Les grands buissons sahariens au feuillage d’aiguilles sombres se sont dépouillés des poussées hivernales et semblent vêtus de velours. Les jujubiers, ratatinés, comme ramassés sur eux-mêmes, d’aspect méchant, se couvrent de folioles rondes d’un vert tendre, presque doré ; les genêts s’étoilent de petits sabots candides et parfumés ; des herbes se dressent gonflées de sève ; les touffes de « drinn », faisceaux rigides et brillants, montent, en panache ; çà et là, une asphodèle érige sa haute hampe et ses petites clochettes pâles ; voici l’iris violet et les fleurs qui se cachent dans l’ombre amie des buissons…
De toute cette verdure, de toutes ces richesses écloses d’hier, étalées pour quelques jours sous le ciel qui sera de plomb bientôt, qui cessera de sourire pour des mois et des mois, un parfum s’évapore, composite et grisant.
Dans le désert en fête chante une infinité d’oiseaux. Les alouettes montent vers le jour naissant, lancent en battant des ailes leur appel tendre, puis retombent dans les buissons comme pâmées.

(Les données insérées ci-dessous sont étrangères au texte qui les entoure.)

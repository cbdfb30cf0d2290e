//! Translation driver for filter predicates.
//!
//! This is the single place where an unsupported native operator is caught
//! and turned into a fallback to the non-cost-based path. Every other
//! translation error propagates.

use crate::expression::Expression;
use crate::native::{AstNode, NativeExpr};
use crate::optimizer::config::OptimizerConfig;
use crate::planner::RelNode;
use crate::pruner::{PartitionPruner, PartitionSplit};
use crate::stats::{FilterSelectivityEstimator, StatisticsProvider};
use crate::translator::{AstConverter, ExprConverter, Result, SymbolTranslator};
use log::{debug, info, warn};

/// Outcome of translating one filter
#[derive(Debug, Clone, PartialEq)]
pub enum Translation {
    Cbo(FilterAnalysis),
    /// Cost-based analysis was abandoned for this filter
    Fallback { reason: String },
}

#[derive(Debug, Clone, PartialEq)]
pub struct FilterAnalysis {
    pub predicate: Expression,
    pub pruning: Option<Expression>,
    pub residual: Option<Expression>,
    /// Selectivity of the residual against the filter input
    pub selectivity: f64,
    pub estimated_rows: f64,
    pub pruning_ast: Option<AstNode>,
    pub residual_ast: Option<AstNode>,
}

pub struct FilterAnalyzer<'a> {
    translator: &'a SymbolTranslator,
    stats: &'a dyn StatisticsProvider,
    config: OptimizerConfig,
}

impl<'a> FilterAnalyzer<'a> {
    pub fn new(
        translator: &'a SymbolTranslator,
        stats: &'a dyn StatisticsProvider,
        config: OptimizerConfig,
    ) -> Self {
        Self {
            translator,
            stats,
            config,
        }
    }

    pub fn config(&self) -> &OptimizerConfig {
        &self.config
    }

    /// Analyze a native predicate filtering `input`
    pub fn analyze(&self, input: &RelNode, predicate: &NativeExpr) -> Result<Translation> {
        if !self.config.cbo_enabled {
            return Ok(Translation::Fallback {
                reason: "cost-based optimization is disabled".to_string(),
            });
        }

        let row_type = input.row_type();
        let predicate = match ExprConverter::new(self.translator, &row_type).convert(predicate) {
            Ok(predicate) => predicate,
            Err(e) if e.is_recoverable() => {
                warn!("Falling back to non-cost-based plan: {}", e);
                return Ok(Translation::Fallback {
                    reason: e.to_string(),
                });
            }
            Err(e) => return Err(e),
        };

        let split = match input.table() {
            Some(table) if self.config.partition_pruning && table.is_partitioned() => {
                PartitionPruner::new(self.translator).extract_partition_predicates(&predicate, table)?
            }
            _ => PartitionSplit::unsplit(&predicate),
        };

        let estimator = FilterSelectivityEstimator::new(input, self.stats);
        let selectivity = split
            .residual
            .as_ref()
            .map_or(1.0, |residual| estimator.estimate_selectivity(residual));
        let estimated_rows = estimator.child_cardinality() * selectivity;
        debug!(
            "Filter {} keeps {:.4} of {} rows",
            predicate,
            selectivity,
            estimator.child_cardinality()
        );

        let unparser = AstConverter::new(self.translator, &row_type);
        let pruning_ast = split
            .pruning
            .as_ref()
            .map(|e| unparser.convert(e))
            .transpose()?;
        let residual_ast = split
            .residual
            .as_ref()
            .map(|e| unparser.convert(e))
            .transpose()?;

        if pruning_ast.is_some() {
            info!("Partition pruning predicate found for {}", predicate);
        }

        Ok(Translation::Cbo(FilterAnalysis {
            predicate,
            pruning: split.pruning,
            residual: split.residual,
            selectivity,
            estimated_rows,
            pruning_ast,
            residual_ast,
        }))
    }
}
//! Optimizer switches.

use serde::{Deserialize, Serialize};
use std::fs;
use std::path::{Path, PathBuf};
use thiserror::Error;

#[derive(Error, Debug)]
pub enum ConfigError {
    #[error("IO error: {0}")]
    Io(#[from] std::io::Error),

    #[error("Failed to parse config file '{path}': {source}")]
    Parse {
        path: PathBuf,
        source: toml::de::Error,
    },
}

#[derive(Debug, Clone, PartialEq, Eq, Serialize, Deserialize)]
#[serde(default)]
pub struct OptimizerConfig {
    /// Run cost-based analysis; when off every filter takes the fallback path
    pub cbo_enabled: bool,
    /// Split out partition-pruning predicates before estimating
    pub partition_pruning: bool,
}

impl Default for OptimizerConfig {
    fn default() -> Self {
        Self {
            cbo_enabled: true,
            partition_pruning: true,
        }
    }
}

impl OptimizerConfig {
    /// Load from a TOML file; a missing file yields the defaults
    pub fn load_from_file(path: &Path) -> Result<Self, ConfigError> {
        match fs::read_to_string(path) {
            Ok(contents) => toml::from_str(&contents).map_err(|source| ConfigError::Parse {
                path: path.to_path_buf(),
                source,
            }),
            Err(e) if e.kind() == std::io::ErrorKind::NotFound => Ok(Self::default()),
            Err(e) => Err(ConfigError::Io(e)),
        }
    }
}
//! Type system shared by native and optimizer expressions.
//!
//! This module provides:
//! - **DataType**: scalar and complex column types
//! - **TypeFamily**: coarse grouping used by operand type checkers
//! - **Value**: literal constants carried by expression trees

pub mod data_type;
pub mod value;

pub use data_type::{DataType, TypeFamily};
pub use value::Value;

Et sur toute cette joie éphémère plane aussi la tristesse mystérieuse de l’espace.
A la débandade, la caravane avance.
Les chameaux broutent. Les hallassa, hommes de corvée, grands Souafa bronzés de la tribu des Ouled-Ahmed-Achèche, chantent, comme en rêve, d’interminables complaintes tristes. Perdus dans cette fête de la terre fécondée, ils regrettent leurs dunes stériles et leur ville grise, aux mille coupoles basses. Les deux méhara géants des deïra Lakhdar et Nasser déambulent gravement, avec leur selle targui, leurs longs glands de laine, en faisant tinter à chaque pas leurs clochettes. Le petit tirailleur Rezki, « qui a fini son temps » et qui s’en retourne vers les montagnes natales du Djurdjura, chante pour lui tout seul des cantilènes gracieuses, que personne de nous ne comprend.
Le matin, à l’aube, nous quittons le bordj de Chegga, bâti au milieu d’un marais, et dont le salpêtre et l’iode désagrègent lentement les vieilles murailles.